Die „Unidad Nicaragua Triunfa“ ist die Wahlallianz Ortegas, an der auch ehemalige Anhänger des Diktators Somoza und Überreste der Konterrevolutionäre, die die Sandinistische Revolution mit CIA-Unterstützung und Geldern aus Washington ausbluteten. Ortega hat schon vor zwei Jahren seinen Frieden mit dem reaktionären Kardinal Erzbischof Miguel Obando y Bravo geschlossen, der vor jeder Wahl vor einer Stimmabgabe für die Sandinisten gewarnt hatte.

Die Autonome Frauenbewegung Nicaraguas (Movimiento Autónomo de Mujeres de Nicaragua, MAM) zeigte sich entsetzt. Sie unterzeichnete vor drei Monaten ein Abkommen mit der Sandinistischen Erneuerungsbewegung (Movimiento de Renovación Sandinista, MRS), der einzigen Partei, die sich klar gegen die Kriminalisierung der therapeutischen Abtreibung ausgesprochen hat.

Das Abkommen zwischen der Frauenbewegung und der MRS stützt sich auf fünf Programmschwerpunkte, die die Feministinnen für einen demokratischen Aufbau in Nicaragua vorschlagen. Dabei wird vor allem eine Politik zugunsten der Frauen sowie der Geschlechtergleichheit favorisiert. Der Vorschlag beinhaltet auch langfristig angelegte, institutionelle Veränderungen: eine ausgeglichene Machtverteilung, ein Gesetz zur Informationsfreiheit, die Säkularisierung des Staates mit festgelegter Trennung zwischen Kirche und Staat inklusive einer säkularen Volksbildung und das Verbot der öffentlichen Finanzierung von religiösen Aktivitäten.

Die Kirche veranstaltete am 6. Oktober einen Protestmarsch zum Parlament. Sie fordert, dass der Paragraph, der den therapeutischen Schwangerschaftsabbruch straffrei stellt, ersatzlos gestrichen wird. Frauen, die einen Schwangerschaftsabbruch vornehmen sowie Personen, die ihn ausführen, droht demnach eine Gefängnisstrafe zwischen einem Jahr und drei Jahren. Frauenorganisationen demonstrierten gegen die Scheinheiligkeit der Politik. Auch in der Abgeordnetenfraktion der FSLN findet die fromme Kehrtwende der Parteiführung keinen ungeteilten Applaus.

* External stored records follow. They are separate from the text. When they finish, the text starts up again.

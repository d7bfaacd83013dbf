use thiserror::Error;

use crate::models::EventStatus;

/// 调度器错误类型定义
#[derive(Debug, Error)]
pub enum SchedulerError {
    #[error("数据库错误: {0}")]
    Database(#[from] sqlx::Error),

    #[error("事件未找到: {id}")]
    EventNotFound { id: i64 },

    #[error("机器人未找到: {id}")]
    RobotNotFound { id: i64 },

    #[error("报告未找到: {id}")]
    ReportNotFound { id: i64 },

    #[error("与已存在的事件时间冲突, 机器人: {robot_id}, 冲突事件ID: {}", join_ids(.conflicting_ids))]
    EventConflict {
        robot_id: i64,
        conflicting_ids: Vec<i64>,
    },

    #[error("事件 {event_id} 状态已变化: 期望 {expected:?}, 实际 {actual}")]
    StaleState {
        event_id: i64,
        expected: Vec<EventStatus>,
        actual: EventStatus,
    },

    #[error("非法的状态转换: {from} -> {to}")]
    InvalidTransition { from: EventStatus, to: EventStatus },

    #[error("数据验证失败: {0}")]
    ValidationError(String),

    #[error("配置错误: {0}")]
    Configuration(String),

    #[error("序列化错误: {0}")]
    Serialization(String),

    #[error("机器人控制服务错误: {0}")]
    RobotControl(#[from] RobotControlError),

    #[error("内部错误: {0}")]
    Internal(String),
}

/// 机器人控制服务调用失败
///
/// 除 `Status` 外均属于传输层失败，调度引擎将其视为机器人不可达。
#[derive(Debug, Clone, Error, PartialEq, Eq)]
pub enum RobotControlError {
    #[error("请求机器人控制服务超时")]
    Timeout,

    #[error("无法连接机器人控制服务: {0}")]
    Connection(String),

    #[error("机器人控制服务重定向次数过多")]
    TooManyRedirects,

    #[error("机器人控制服务返回错误状态 {status}: {message}")]
    Status { status: u16, message: String },

    #[error("机器人控制服务响应格式错误: {0}")]
    MalformedResponse(String),

    #[error("请求机器人控制服务失败: {0}")]
    Request(String),
}

impl RobotControlError {
    pub fn is_transport(&self) -> bool {
        !matches!(self, RobotControlError::Status { .. })
    }
}

/// 统一的Result类型
pub type SchedulerResult<T> = std::result::Result<T, SchedulerError>;

impl SchedulerError {
    pub fn event_not_found(id: i64) -> Self {
        Self::EventNotFound { id }
    }
    pub fn robot_not_found(id: i64) -> Self {
        Self::RobotNotFound { id }
    }
    pub fn report_not_found(id: i64) -> Self {
        Self::ReportNotFound { id }
    }
    pub fn conflict(robot_id: i64, mut conflicting_ids: Vec<i64>) -> Self {
        conflicting_ids.sort_unstable();
        conflicting_ids.dedup();
        Self::EventConflict {
            robot_id,
            conflicting_ids,
        }
    }
    pub fn stale_state(event_id: i64, expected: &[EventStatus], actual: EventStatus) -> Self {
        Self::StaleState {
            event_id,
            expected: expected.to_vec(),
            actual,
        }
    }
    pub fn validation_error<S: Into<String>>(msg: S) -> Self {
        Self::ValidationError(msg.into())
    }
    pub fn config_error<S: Into<String>>(msg: S) -> Self {
        Self::Configuration(msg.into())
    }
    pub fn internal<S: Into<String>>(msg: S) -> Self {
        Self::Internal(msg.into())
    }

    /// 并发写入导致的前置条件失效，调用方应放弃本次操作
    pub fn is_stale(&self) -> bool {
        matches!(self, SchedulerError::StaleState { .. })
    }

    pub fn is_conflict(&self) -> bool {
        matches!(
            self,
            SchedulerError::EventConflict { .. }
                | SchedulerError::StaleState { .. }
                | SchedulerError::InvalidTransition { .. }
        )
    }

    pub fn is_not_found(&self) -> bool {
        matches!(
            self,
            SchedulerError::EventNotFound { .. }
                | SchedulerError::RobotNotFound { .. }
                | SchedulerError::ReportNotFound { .. }
        )
    }

    pub fn is_retryable(&self) -> bool {
        match self {
            SchedulerError::Database(_) => true,
            SchedulerError::RobotControl(e) => e.is_transport(),
            _ => false,
        }
    }
}

impl From<serde_json::Error> for SchedulerError {
    fn from(err: serde_json::Error) -> Self {
        SchedulerError::Serialization(err.to_string())
    }
}

impl From<anyhow::Error> for SchedulerError {
    fn from(err: anyhow::Error) -> Self {
        SchedulerError::Internal(err.to_string())
    }
}

fn join_ids(ids: &[i64]) -> String {
    ids.iter()
        .map(|id| id.to_string())
        .collect::<Vec<_>>()
        .join(",")
}
//! Test helper utilities and common testing patterns

use chrono::{DateTime, SubsecRound, Utc};
use std::time::Duration;
use tokio::time::sleep;

/// Test environment setup utilities
pub struct TestEnv;

impl TestEnv {
    /// Wait for a condition to be true with timeout
    ///
    /// Used by tests that run the dispatch loop in the background.
    pub async fn wait_for<F, Fut>(condition: F, timeout: Duration) -> bool
    where
        F: FnMut() -> Fut,
        Fut: std::future::Future<Output = bool>,
    {
        Self::wait_for_with_interval(condition, timeout, Duration::from_millis(20)).await
    }

    /// Wait for a condition with a custom poll interval
    pub async fn wait_for_with_interval<F, Fut>(
        mut condition: F,
        timeout: Duration,
        poll_interval: Duration,
    ) -> bool
    where
        F: FnMut() -> Fut,
        Fut: std::future::Future<Output = bool>,
    {
        let start = std::time::Instant::now();

        while start.elapsed() < timeout {
            if condition().await {
                return true;
            }
            sleep(poll_interval).await;
        }

        condition().await
    }

    /// Millisecond-precision timestamp relative to now
    pub fn timestamp_with_offset(offset_seconds: i64) -> DateTime<Utc> {
        (Utc::now() + chrono::Duration::seconds(offset_seconds)).trunc_subsecs(3)
    }
}
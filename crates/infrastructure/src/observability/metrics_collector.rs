//! Metrics collector for the robot mission scheduler
//!
//! Handles are registered against the global `metrics` recorder. Without an
//! installed recorder (tests, exporter disabled) every call is a no-op.

use anyhow::Result;
use metrics::{counter, gauge, histogram, Counter, Gauge, Histogram};
use tracing::debug;

/// Metrics collector for booking and dispatch
pub struct MetricsCollector {
    // Booking metrics
    events_booked_total: Counter,
    booking_conflicts_total: Counter,

    // Dispatch metrics
    events_dispatched_total: Counter,
    events_failed_total: Counter,
    events_deferred_total: Counter,
    events_stale_total: Counter,
    due_events: Gauge,

    // Timing
    tick_duration: Histogram,
    robot_control_latency: Histogram,
}

impl MetricsCollector {
    pub fn new() -> Result<Self> {
        let events_booked_total = counter!("fleet_events_booked_total");
        let booking_conflicts_total = counter!("fleet_booking_conflicts_total");

        let events_dispatched_total = counter!("fleet_events_dispatched_total");
        let events_failed_total = counter!("fleet_events_failed_total");
        let events_deferred_total = counter!("fleet_events_deferred_total");
        let events_stale_total = counter!("fleet_events_stale_total");
        let due_events = gauge!("fleet_due_events");

        let tick_duration = histogram!("fleet_dispatch_tick_duration_seconds");
        let robot_control_latency = histogram!("fleet_robot_control_latency_seconds");

        Ok(Self {
            events_booked_total,
            booking_conflicts_total,
            events_dispatched_total,
            events_failed_total,
            events_deferred_total,
            events_stale_total,
            due_events,
            tick_duration,
            robot_control_latency,
        })
    }

    // Booking metrics

    pub fn record_event_booked(&self) {
        self.events_booked_total.increment(1);
    }

    pub fn record_booking_conflict(&self) {
        self.booking_conflicts_total.increment(1);
    }

    // Dispatch metrics

    /// Record a successful dispatch (event moved to Started)
    pub fn record_event_dispatched(&self) {
        self.events_dispatched_total.increment(1);
    }

    /// Record an event marked Failed, labelled by reason
    pub fn record_event_failed(&self, reason: &str) {
        self.events_failed_total.increment(1);
        counter!("fleet_events_failed_by_reason_total", "reason" => reason.to_string())
            .increment(1);
    }

    /// Record an event left Pending because its robot was not available
    pub fn record_event_deferred(&self) {
        self.events_deferred_total.increment(1);
    }

    /// Record an event skipped because another writer changed it first
    pub fn record_event_stale(&self) {
        self.events_stale_total.increment(1);
    }

    // Timing

    /// Record one dispatch tick
    pub fn record_tick(&self, due: usize, duration_seconds: f64) {
        self.due_events.set(due as f64);
        self.tick_duration.record(duration_seconds);

        debug!(
            due = due,
            duration_seconds = duration_seconds,
            "Dispatch tick recorded"
        );
    }

    /// Record latency of a robot control call
    pub fn record_robot_control_latency(&self, duration_seconds: f64) {
        self.robot_control_latency.record(duration_seconds);
    }
}
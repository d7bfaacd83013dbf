use std::time::Duration;

use serde::{Deserialize, Serialize};

#[derive(Debug, Clone, Serialize, Deserialize)]
pub struct DispatcherConfig {
    pub enabled: bool,
    pub poll_interval_ms: u64,
    /// 每个tick内并行处理的事件数，1 表示逐个处理
    pub max_concurrent_dispatches: usize,
}

impl Default for DispatcherConfig {
    fn default() -> Self {
        Self {
            enabled: true,
            poll_interval_ms: 1000,
            max_concurrent_dispatches: 1,
        }
    }
}

impl DispatcherConfig {
    pub fn poll_interval(&self) -> Duration {
        Duration::from_millis(self.poll_interval_ms)
    }

    pub fn validate(&self) -> anyhow::Result<()> {
        if self.poll_interval_ms == 0 {
            return Err(anyhow::anyhow!("轮询间隔必须大于0"));
        }

        if self.max_concurrent_dispatches == 0 {
            return Err(anyhow::anyhow!("最大并发调度数必须大于0"));
        }

        Ok(())
    }
}

#[derive(Debug, Clone, Serialize, Deserialize)]
pub struct RobotControlConfig {
    pub scheme: String,
    pub request_timeout_seconds: u64,
    pub max_redirects: usize,
    /// 访问机器人控制服务使用的Bearer令牌
    #[serde(default)]
    pub access_token: Option<String>,
}

impl Default for RobotControlConfig {
    fn default() -> Self {
        Self {
            scheme: "http".to_string(),
            request_timeout_seconds: 10,
            max_redirects: 5,
            access_token: None,
        }
    }
}

impl RobotControlConfig {
    pub fn request_timeout(&self) -> Duration {
        Duration::from_secs(self.request_timeout_seconds)
    }

    pub fn validate(&self) -> anyhow::Result<()> {
        let valid_schemes = ["http", "https"];
        if !valid_schemes.contains(&self.scheme.as_str()) {
            return Err(anyhow::anyhow!(
                "无效的协议: {}，支持的协议: {:?}",
                self.scheme,
                valid_schemes
            ));
        }

        if self.request_timeout_seconds == 0 {
            return Err(anyhow::anyhow!("请求超时时间必须大于0"));
        }

        if matches!(&self.access_token, Some(token) if token.trim().is_empty()) {
            return Err(anyhow::anyhow!("访问令牌不能为空字符串"));
        }

        Ok(())
    }
}
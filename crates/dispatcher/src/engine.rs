//! # 事件调度引擎
//!
//! 单一的轮询循环。每个 tick：
//! 1. 读取全部 `Pending` 事件，保留 `start_time <= now` 的
//! 2. 逐个处理：机器人不存在则失败；机器人不可用则留待下次；
//!    下发成功则经网关原子地置为 `Started` 并创建报告；下发失败则置为 `Failed`
//!
//! 单个事件的失败只记录日志，不影响同一 tick 中的其他事件。
//! 同一机器人的事件按开始时间顺序处理，不同机器人之间可以并行。

use std::collections::BTreeMap;
use std::sync::Arc;
use std::time::{Duration, Instant};

use chrono::{DateTime, Utc};
use fleet_core::config::models::DispatcherConfig;
use fleet_core::models::{Event, EventStatus, RobotStatus};
use fleet_core::traits::{EventRepository, RobotRepository};
use fleet_core::{is_due, SchedulerResult};
use fleet_domain::StatusTransitionGateway;
use fleet_infrastructure::{MetricsCollector, StructuredLogger};
use futures::stream::{self, StreamExt};
use tokio::sync::broadcast;
use tokio::time::MissedTickBehavior;
use tracing::{info, instrument};

use crate::dispatch_client::{DispatchClientAdapter, DispatchOutcome};

/// 单个事件在一个 tick 中的处理结果
#[derive(Debug, Clone, PartialEq, Eq)]
pub enum EventOutcome {
    Started { report_id: i64 },
    /// 机器人不存在，事件已失败
    RobotNotFound,
    /// 机器人不可用，事件保持 Pending
    RobotUnavailable { status: RobotStatus },
    /// 控制服务不可达，事件已失败
    DispatchUnavailable { reason: String },
    /// 机器人拒绝启动任务，事件已失败
    DispatchRejected { reason: String },
    /// 事件已被其他写者修改或删除，本 tick 放弃处理
    Stale,
}

#[derive(Debug, Clone, Copy, Default, PartialEq, Eq)]
pub struct TickSummary {
    pub due: usize,
    pub started: usize,
    pub failed: usize,
    pub deferred: usize,
    pub stale: usize,
    pub errored: usize,
}

impl TickSummary {
    fn record(&mut self, result: &SchedulerResult<EventOutcome>) {
        match result {
            Ok(EventOutcome::Started { .. }) => self.started += 1,
            Ok(EventOutcome::RobotNotFound)
            | Ok(EventOutcome::DispatchUnavailable { .. })
            | Ok(EventOutcome::DispatchRejected { .. }) => self.failed += 1,
            Ok(EventOutcome::RobotUnavailable { .. }) => self.deferred += 1,
            Ok(EventOutcome::Stale) => self.stale += 1,
            Err(_) => self.errored += 1,
        }
    }
}

pub struct EventDispatchEngine {
    event_repo: Arc<dyn EventRepository>,
    robot_repo: Arc<dyn RobotRepository>,
    gateway: Arc<dyn StatusTransitionGateway>,
    dispatcher: DispatchClientAdapter,
    metrics: Arc<MetricsCollector>,
    poll_interval: Duration,
    max_concurrent_dispatches: usize,
}

impl EventDispatchEngine {
    pub fn new(
        event_repo: Arc<dyn EventRepository>,
        robot_repo: Arc<dyn RobotRepository>,
        gateway: Arc<dyn StatusTransitionGateway>,
        dispatcher: DispatchClientAdapter,
        metrics: Arc<MetricsCollector>,
        config: &DispatcherConfig,
    ) -> Self {
        Self {
            event_repo,
            robot_repo,
            gateway,
            dispatcher,
            metrics,
            poll_interval: config.poll_interval(),
            max_concurrent_dispatches: config.max_concurrent_dispatches.max(1),
        }
    }

    /// 运行轮询循环直到收到关闭信号
    ///
    /// 关闭信号只在两个 tick 之间生效，正在进行的 tick 会完整执行。
    pub async fn run(&self, mut shutdown_rx: broadcast::Receiver<()>) {
        let mut interval = tokio::time::interval(self.poll_interval);
        interval.set_missed_tick_behavior(MissedTickBehavior::Delay);

        info!(
            poll_interval_ms = self.poll_interval.as_millis() as u64,
            max_concurrent_dispatches = self.max_concurrent_dispatches,
            "事件调度引擎已启动"
        );

        loop {
            tokio::select! {
                _ = interval.tick() => {
                    if let Err(e) = self.tick().await {
                        StructuredLogger::log_system_error("dispatcher", "tick", &e);
                    }
                }
                _ = shutdown_rx.recv() => {
                    info!("事件调度引擎收到关闭信号");
                    break;
                }
            }
        }
    }

    pub async fn tick(&self) -> SchedulerResult<TickSummary> {
        self.tick_at(Utc::now()).await
    }

    /// 以给定时刻为“现在”执行一次调度
    #[instrument(skip(self))]
    pub async fn tick_at(&self, now: DateTime<Utc>) -> SchedulerResult<TickSummary> {
        let started_at = Instant::now();

        let due: Vec<Event> = self
            .event_repo
            .get_by_status(EventStatus::Pending)
            .await?
            .into_iter()
            .filter(|event| is_due(event.start_time, now))
            .collect();

        let mut summary = TickSummary {
            due: due.len(),
            ..TickSummary::default()
        };

        // 按机器人分组，组内保持开始时间顺序
        let mut per_robot: BTreeMap<i64, Vec<Event>> = BTreeMap::new();
        for event in due {
            per_robot.entry(event.robot_id).or_default().push(event);
        }

        let results: Vec<Vec<SchedulerResult<EventOutcome>>> = stream::iter(per_robot.into_values())
            .map(|events| self.process_robot_events(events))
            .buffer_unordered(self.max_concurrent_dispatches)
            .collect()
            .await;

        for result in results.iter().flatten() {
            summary.record(result);
        }

        let elapsed = started_at.elapsed();
        self.metrics.record_tick(summary.due, elapsed.as_secs_f64());
        StructuredLogger::log_tick_summary(
            summary.due,
            summary.started,
            summary.failed,
            summary.deferred,
            summary.stale,
            summary.errored,
            elapsed.as_millis() as u64,
        );

        Ok(summary)
    }

    async fn process_robot_events(&self, events: Vec<Event>) -> Vec<SchedulerResult<EventOutcome>> {
        let mut results = Vec::with_capacity(events.len());
        for event in &events {
            let result = self.process_event(event).await;
            if let Err(e) = &result {
                StructuredLogger::log_system_error("dispatcher", "process_event", e);
            }
            results.push(result);
        }
        results
    }

    /// 处理单个到期事件
    pub async fn process_event(&self, event: &Event) -> SchedulerResult<EventOutcome> {
        let robot = match self.robot_repo.get_by_id(event.robot_id).await? {
            Some(robot) => robot,
            None => {
                return self
                    .mark_failed(event, "robot_not_found", EventOutcome::RobotNotFound)
                    .await;
            }
        };

        if !robot.is_available() {
            StructuredLogger::log_event_deferred(event.id, robot.id, robot.status.as_str());
            self.metrics.record_event_deferred();
            return Ok(EventOutcome::RobotUnavailable {
                status: robot.status,
            });
        }

        match self
            .dispatcher
            .dispatch(&robot.host, robot.port, &event.mission_id)
            .await
        {
            DispatchOutcome::Started {
                external_mission_id,
            } => match self
                .gateway
                .start_with_report(event, &external_mission_id)
                .await
            {
                Ok((started, report)) => {
                    StructuredLogger::log_event_dispatched(
                        started.id,
                        started.robot_id,
                        &started.mission_id,
                        &report.external_mission_id,
                        report.id,
                    );
                    self.metrics.record_event_dispatched();
                    Ok(EventOutcome::Started {
                        report_id: report.id,
                    })
                }
                Err(e) if e.is_stale() || e.is_not_found() => {
                    // 机器人已开始执行但事件已被修改，不创建报告
                    self.record_stale(event, &e.to_string());
                    Ok(EventOutcome::Stale)
                }
                Err(e) => Err(e),
            },
            DispatchOutcome::Unavailable { reason } => {
                self.mark_failed(
                    event,
                    "dispatch_unavailable",
                    EventOutcome::DispatchUnavailable { reason },
                )
                .await
            }
            DispatchOutcome::Rejected { reason } => {
                self.mark_failed(
                    event,
                    "dispatch_rejected",
                    EventOutcome::DispatchRejected { reason },
                )
                .await
            }
        }
    }

    /// 经网关把事件置为 Failed；事件已被修改时返回 `Stale`
    async fn mark_failed(
        &self,
        event: &Event,
        reason: &str,
        outcome: EventOutcome,
    ) -> SchedulerResult<EventOutcome> {
        match self
            .gateway
            .transition(event.id, &[EventStatus::Pending], EventStatus::Failed)
            .await
        {
            Ok(_) => {
                let detail = match &outcome {
                    EventOutcome::DispatchUnavailable { reason }
                    | EventOutcome::DispatchRejected { reason } => reason.as_str(),
                    _ => reason,
                };
                StructuredLogger::log_event_failed(event.id, event.robot_id, detail);
                self.metrics.record_event_failed(reason);
                Ok(outcome)
            }
            Err(e) if e.is_stale() || e.is_not_found() => {
                self.record_stale(event, &e.to_string());
                Ok(EventOutcome::Stale)
            }
            Err(e) => Err(e),
        }
    }

    fn record_stale(&self, event: &Event, detail: &str) {
        StructuredLogger::log_event_stale(event.id, detail);
        self.metrics.record_event_stale();
    }
}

In jüngsten Umfragen liegt Daniel Ortega mit 29 Prozent an der Spitze der Wählerpräferenz. Allerdings würde er in einer Stichwahl seinem engsten Rivalen, dem liberalen Dissidenten Eduardo Montealegre, unterliegen. Montealegre liegt derzeit bei 23 Prozent. Dann folgen Edmundo Jarquín von der MRS und der „offizielle“ liberale Kandidat José Rizo, mit je 14 Prozent.